Monday, October 13, 2008

Back to it.

Hello non-existent reader! Hello future generation! It's been quite a while since I last blogged to you. Let me tell you, August and September have been super busy for me, and seemed to vanish into wisps of smoke before my eyes. These months brought a move into the 3rd floor of my house, where Noah and I share 3 huge rooms and enough studio space for each of us to retire into our respective corners with the option of ignoring the other's presence if so inclined. Also, I started a new job (as Program Associate for Community Music Center of Boston, a part of the Boston Center of the Arts) where I do just about everything from writing lines and lines and lines of code, to helping launch outreach projects, to... um "Harlo, if you have a moment can you make 20 copies of this, double-sided?", to planning festivals, to taking pictures and filming video. It has its ups and downs, but mostly it has its ups. Finally, I've been doing so much freelance work that I couldn't see straight, but the extra cash was well worth it considering the move and the purchase of a new computer. With the wrap of my involvement with Susan Eisenberg's installation "On Equal Terms" at Brandeis (I did sound design), I took about one minute to catch my breath, and now back to it.

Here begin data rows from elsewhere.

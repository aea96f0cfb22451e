//! Value resolution: apply a key specification to one record.
//!
//! Pure; never mutates the record. The first failing resolution aborts
//! the caller's whole pass (no skip-and-continue), including inside
//! composites.

use crate::{
    annotate::{AnnotateError, KeyAtom, KeySpec, PropertyFn},
    traits::{EntityValue, FieldValues, PropertyValues},
    value::Value,
};

/// Check every name in the key specification against the entity's
/// registries before any row is touched, so an unresolvable name fails
/// fast even for an empty working set. Callables can only be judged
/// per record.
pub(crate) fn validate_spec<E: EntityValue>(spec: &KeySpec<E>) -> Result<(), AnnotateError> {
    match spec {
        KeySpec::Name(name) => validate_name::<E>(name),
        KeySpec::Call(_) => Ok(()),
        KeySpec::Composite(atoms) => atoms.iter().try_for_each(|atom| match atom {
            KeyAtom::Name(name) => validate_name::<E>(name),
            KeyAtom::Call(_) => Ok(()),
        }),
    }
}

fn validate_name<E: EntityValue>(name: &str) -> Result<(), AnnotateError> {
    if E::PROPERTIES.contains(&name) || E::FIELDS.contains(&name) {
        Ok(())
    } else {
        Err(AnnotateError::UnresolvableKey {
            entity: E::ENTITY_NAME,
            name: name.to_string(),
        })
    }
}

pub(crate) fn resolve<E: EntityValue>(
    entity: &E,
    spec: &KeySpec<E>,
) -> Result<Value, AnnotateError> {
    match spec {
        KeySpec::Name(name) => resolve_name(entity, name),
        KeySpec::Call(f) => invoke(entity, f),
        KeySpec::Composite(atoms) => atoms
            .iter()
            .map(|atom| match atom {
                KeyAtom::Name(name) => resolve_name(entity, name),
                KeyAtom::Call(f) => invoke(entity, f),
            })
            .collect::<Result<Vec<_>, _>>()
            .map(Value::List),
    }
}

// Properties take precedence; a name in neither registry is unresolvable.
fn resolve_name<E: EntityValue>(entity: &E, name: &str) -> Result<Value, AnnotateError> {
    entity
        .property_value(name)
        .or_else(|| entity.field_value(name))
        .ok_or_else(|| AnnotateError::UnresolvableKey {
            entity: E::ENTITY_NAME,
            name: name.to_string(),
        })
}

fn invoke<E: EntityValue>(entity: &E, f: &PropertyFn<E>) -> Result<Value, AnnotateError> {
    f(entity).map_err(|source| AnnotateError::KeyEvaluation {
        entity: E::ENTITY_NAME,
        source,
    })
}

My next project should be going up in December at the Kingston Gallery in Boston (although that deal hasn't been sealed yet...) and is called "No Forwarding Address". It's an installation consisting of video and pictures exploring the nostalgia of home when one finds one's self displaced. The piece uses aerial maps of a childhood home (whose home is of no consequence) presented as document, as proof of the existence of that home, but manipulated in such a way that the viewer has to question the role of the nostalgic imagination in how these images are rendered. Here's one of the images I'm using:


Although the images are changing daily...

I'll probably (okay, I'll have to) write up a more cogent statement of this piece in coming days, and will probably post some news as developments... develop. But now, I'm occupied by trying to turn a bunch of old Dell Latitudes (left by my awesome ex-roommate Kevin) into video monitors worthy of installation. So far, I've upgraded the video drivers and installed Windows XP on one of them, and later on, I'm gonna crack the sucker open, and turn it inside out so the LCD screen faces outward while the computer's guts and keyboard and stuff are mounted to the back of the screen, making a very thick picture frame. Something like this project I saw on You Tube.

Okay, well, thank you, blog, for putting up with my neglect. Bis bald...

1 comment:

Kev said...

Ha! Sounds awesome, all around. (and yes, those old pos make great screens).


My job has me doing the same thing, from securing servers to licking envelopes, to being a videographer.

I really hate the envelopes part.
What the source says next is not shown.